Getting students to think this way is especially important at a school like the Bronx Center for Science and Mathematics, where many students come from single parent households, could be the first in their family to attend college, and rarely venture outside of the borough, said Tom.
"We just felt that there was this other side to teaching and learning that we really needed to look into and help our kids develop," he said, explaining the appeal of Senehi's program, "and that was a belief system that success is something that they should expect of themselves."
The school is offering three elective classes as part of The QUESTion Project that will run from February until the end of the school year.
The program will attempt to have students respond to questions like "How well do you know who you are?" through group discussions about topics such as what inspires them and what makes them afraid.

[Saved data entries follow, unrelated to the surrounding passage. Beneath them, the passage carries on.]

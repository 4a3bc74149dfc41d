use std::fmt;

use serde::{Deserialize, Serialize};

macro_rules! id_newtype {
    ($name:ident) => {
        #[derive(Debug, Clone, PartialEq, Eq, Hash, Serialize, Deserialize)]
        #[serde(transparent)]
        pub struct $name(pub String);

        impl fmt::Display for $name {
            fn fmt(&self, f: &mut fmt::Formatter<'_>) -> fmt::Result {
                f.pad(&self.0)
            }
        }

        impl From<&str> for $name {
            fn from(value: &str) -> Self {
                Self(value.to_string())
            }
        }
    };
}

id_newtype!(PhotoId);

/// A single photo record as served by the Mars photos endpoint.
#[derive(Debug, Clone, PartialEq, Eq, Serialize, Deserialize)]
pub struct MarsPhoto {
    pub id: PhotoId,
    pub img_src: String,
}

impl MarsPhoto {
    pub fn new(id: impl Into<PhotoId>, img_src: impl Into<String>) -> Self {
        Self {
            id: id.into(),
            img_src: img_src.into(),
        }
    }
}

impl From<String> for PhotoId {
    fn from(value: String) -> Self {
        Self(value)
    }
}
//! Home screen state holder: owns the [`MarsUiState`] and drives photo fetches.

use std::sync::{
    atomic::{AtomicU64, Ordering},
    Arc, Mutex, MutexGuard,
};

use tokio::{runtime::Handle, sync::watch, task::JoinHandle};
use tokio_stream::wrappers::WatchStream;
use tracing::debug;

use crate::{
    container::AppContainer,
    error::ViewModelError,
    repository::MarsPhotosRepository,
    ui_state::MarsUiState,
};

/// Holds the home screen's [`MarsUiState`] and refreshes it from a
/// [`MarsPhotosRepository`].
///
/// One fetch starts as soon as the view model is built. Every later
/// [`fetch_mars_photos`](Self::fetch_mars_photos) call starts another; calls
/// that overlap are neither merged nor cancelled, so whichever fetch resolves
/// last decides the final state.
///
/// Fetch tasks belong to the view model's scope. Dropping the view model, or
/// calling [`clear`](Self::clear), aborts them and no further state is
/// committed.
pub struct MarsViewModel {
    repository: Arc<dyn MarsPhotosRepository>,
    runtime: Handle,
    scope: Arc<ViewModelScope>,
    next_fetch_id: AtomicU64,
}

struct ViewModelScope {
    ui_state: watch::Sender<MarsUiState>,
    inner: Mutex<ScopeState>,
}

#[derive(Default)]
struct ScopeState {
    cleared: bool,
    tasks: Vec<JoinHandle<()>>,
}

impl ViewModelScope {
    fn lock(&self) -> MutexGuard<'_, ScopeState> {
        self.inner
            .lock()
            .unwrap_or_else(|poisoned| poisoned.into_inner())
    }

    /// Publishes `next` unless the scope has ended. The check and the write
    /// happen under the same lock as `clear`.
    fn commit(&self, next: MarsUiState) -> bool {
        let guard = self.lock();
        if guard.cleared {
            return false;
        }
        self.ui_state.send_replace(next);
        true
    }

    fn clear(&self) {
        let tasks = {
            let mut guard = self.lock();
            guard.cleared = true;
            std::mem::take(&mut guard.tasks)
        };
        for task in tasks {
            task.abort();
        }
    }
}

impl MarsViewModel {
    /// Builds the view model on the current tokio runtime and starts the first
    /// fetch.
    pub fn new(repository: Arc<dyn MarsPhotosRepository>) -> Result<Self, ViewModelError> {
        let runtime = Handle::try_current().map_err(ViewModelError::NoRuntime)?;
        Ok(Self::with_runtime(repository, runtime))
    }

    /// Like [`new`](Self::new) but schedules fetches on `runtime`, so it can be
    /// called from outside a runtime context.
    pub fn with_runtime(repository: Arc<dyn MarsPhotosRepository>, runtime: Handle) -> Self {
        let (ui_state, _) = watch::channel(MarsUiState::Loading);
        let view_model = Self {
            repository,
            runtime,
            scope: Arc::new(ViewModelScope {
                ui_state,
                inner: Mutex::new(ScopeState::default()),
            }),
            next_fetch_id: AtomicU64::new(1),
        };
        view_model.fetch_mars_photos();
        view_model
    }

    /// Factory that resolves the repository from `container`.
    pub fn factory(container: Arc<dyn AppContainer>) -> MarsViewModelFactory {
        MarsViewModelFactory { container }
    }

    /// Current state snapshot.
    pub fn ui_state(&self) -> MarsUiState {
        self.scope.ui_state.borrow().clone()
    }

    pub fn subscribe(&self) -> watch::Receiver<MarsUiState> {
        self.scope.ui_state.subscribe()
    }

    /// Stream that yields the current state and then every change.
    pub fn updates(&self) -> WatchStream<MarsUiState> {
        WatchStream::new(self.subscribe())
    }

    /// Sets the state to `Loading` right away, then fetches the photo list in
    /// the background and publishes `Success` or `Error`.
    ///
    /// Does nothing once the view model has been cleared.
    pub fn fetch_mars_photos(&self) {
        let fetch_id = self.next_fetch_id.fetch_add(1, Ordering::Relaxed);
        let mut guard = self.scope.lock();
        if guard.cleared {
            debug!(fetch_id, "view model cleared; ignoring fetch request");
            return;
        }
        guard.tasks.retain(|task| !task.is_finished());

        self.scope.ui_state.send_replace(MarsUiState::Loading);
        debug!(fetch_id, "fetching mars photos");

        let repository = Arc::clone(&self.repository);
        let scope = Arc::clone(&self.scope);
        let task = self.runtime.spawn(async move {
            let next = load_photos(repository.as_ref(), fetch_id).await;
            if !scope.commit(next) {
                debug!(fetch_id, "view model cleared before fetch resolved");
            }
        });
        guard.tasks.push(task);
    }

    /// Number of fetches that have not resolved yet.
    pub fn in_flight(&self) -> usize {
        let mut guard = self.scope.lock();
        guard.tasks.retain(|task| !task.is_finished());
        guard.tasks.len()
    }

    /// Ends the view model's scope: in-flight fetches are aborted and the
    /// state is frozen. Called automatically on drop.
    pub fn clear(&self) {
        self.scope.clear();
    }

    pub fn is_cleared(&self) -> bool {
        self.scope.lock().cleared
    }
}

impl Drop for MarsViewModel {
    fn drop(&mut self) {
        self.scope.clear();
    }
}

async fn load_photos(repository: &dyn MarsPhotosRepository, fetch_id: u64) -> MarsUiState {
    match repository.get_mars_photos().await {
        Ok(photos) => {
            debug!(fetch_id, count = photos.len(), "mars photos loaded");
            MarsUiState::Success(photos)
        }
        Err(err) => {
            debug!(fetch_id, error = %err, "mars photos fetch failed");
            MarsUiState::Error
        }
    }
}

/// Builds [`MarsViewModel`]s with the repository held by an [`AppContainer`].
#[derive(Clone)]
pub struct MarsViewModelFactory {
    container: Arc<dyn AppContainer>,
}

impl MarsViewModelFactory {
    pub fn create(&self) -> Result<MarsViewModel, ViewModelError> {
        MarsViewModel::new(self.container.mars_photos_repository())
    }

    pub fn create_with_runtime(&self, runtime: Handle) -> MarsViewModel {
        MarsViewModel::with_runtime(self.container.mars_photos_repository(), runtime)
    }
}

#[cfg(test)]
#[path = "tests/view_model_tests.rs"]
mod tests;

Students will also get the chance to design some of the classes themselves and have blog posts about what they are learning featured on The Huffington Post, according to Senehi.
“The idea is to build these deep human and life questions into the school culture,” he said.
This process already began after Senehi's December performance, when he had students ask themselves personal questions that officials then posted throughout the school to show that their concerns were not uncommon.
"So many kids were questioning will I be successful in the future, what does my future look like, am I really college ready," said Patricia Klarl, a counselor at the school. "It was great to see that they were not alone in that struggle."
The QUESTion Project is currently just for juniors and seniors, but the school plans on extending it to sophomores and freshmen as well.
The program launched at Florida State University in March, and by 2020, Senehi hopes to have it at 500 schools in the United States and abroad.
He was excited about what the project could do for students at the Bronx Center for Science and Math.
“We need to help them shape their direction in life," he said, "to have more of a foundation from which to decide what they’re going to do, how they’re going to deal with the choices they have, who they are."